Bu arada yeri gelmişken söyleyeyim; belki de yakında kuaförler saç yapmayacak,
başörtüsü bağlayıp, türban altından topuz yapacak. En şık türban nasıl bağlanır
kursları açılacak, evlilik yıldönümü gibi özel günlerde türbanı açar açmaz
dağılan saçlar tasarlanacak.

Tayt, süper kalın çoraplar, mini etek, mont ve üstüne türban takılan gayet şık
giyimler yaygınlaşacak. Kısaca türban şıklığı modaya damgasını vuracak gibi
görünüyor...
Makyaj ve Estetik
Her kadının biraz sağduyusuna
güvenmesi gerekir diye düşünüyorum.
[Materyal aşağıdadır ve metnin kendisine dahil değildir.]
//! 配置解析模块
//!
//! 支持 TOML (主要) 和 JSON (可选) 格式。

use contracts::{AcquisitionPlan, ContractError};

/// 配置文件格式
#[derive(Debug, Clone, Copy, PartialEq, Eq)]
pub enum ConfigFormat {
    /// TOML 格式 (推荐)
    Toml,
    /// JSON 格式
    Json,
}

impl ConfigFormat {
    /// 从文件扩展名推断格式
    pub fn from_extension(ext: &str) -> Option<Self> {
        match ext.to_lowercase().as_str() {
            "toml" => Some(Self::Toml),
            "json" => Some(Self::Json),
            _ => None,
        }
    }
}

/// 解析 TOML 格式采集计划
pub fn parse_toml(content: &str) -> Result<AcquisitionPlan, ContractError> {
    toml::from_str(content).map_err(|e| ContractError::ConfigParse {
        message: format!("TOML parse error: {e}"),
        source: Some(Box::new(e)),
    })
}

/// 解析 JSON 格式采集计划
pub fn parse_json(content: &str) -> Result<AcquisitionPlan, ContractError> {
    serde_json::from_str(content).map_err(|e| ContractError::ConfigParse {
        message: format!("JSON parse error: {e}"),
        source: Some(Box::new(e)),
    })
}

/// 根据格式解析
pub fn parse(content: &str, format: ConfigFormat) -> Result<AcquisitionPlan, ContractError> {
    match format {
        ConfigFormat::Toml => parse_toml(content),
        ConfigFormat::Json => parse_json(content),
    }
}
Hiç resim yapamayan bir çok kadın kendine ne
güzel makyaj yapıyor, giysilerde de renk uyumunu ne kadar başarılı yakalıyor.
Kadın giyiminde erkek baskısı
Hadi oldu olacak karı-koca arasına
da girelim biraz... Bazı kocalar gereksiz yere eşlerine karışmayı çok severler.
Adam karısına sarışın olacaksın der kadın sarışın olur, kadın yeni bir giysi
alır, adam çok dikkat çekmişsin der, kadın hemencecik 15 yıllık kıyafetlerine
döner.

Kadın söz dinledikçe erkek tepesine biner, istedikçe ister, söyledikçe söyler...
Adam başını kapatacaksın der kadın kapatır, açacaksın der kadın açar. Kafanız
karıştı değil mi? Doğrusu ya, benim de karıştı. Ah şu erkekler kadınları bir
türlü rahat bırakmazlar.

Erkek okurlarım alınmasın ama şu erkek milletine bu rahatlığı, bu kendini
bilmezliği, "ben böyle uygun gördüm yap" aymazlığını uygulayabilme sansını
tanıyan da biz kadınlarız aslında. Biz kadınlar değil miyiz, sevgilisine ya da
kocasına göre fikir değiştiren, partneri solcuysa solcu, sağcıysa sağcı olan.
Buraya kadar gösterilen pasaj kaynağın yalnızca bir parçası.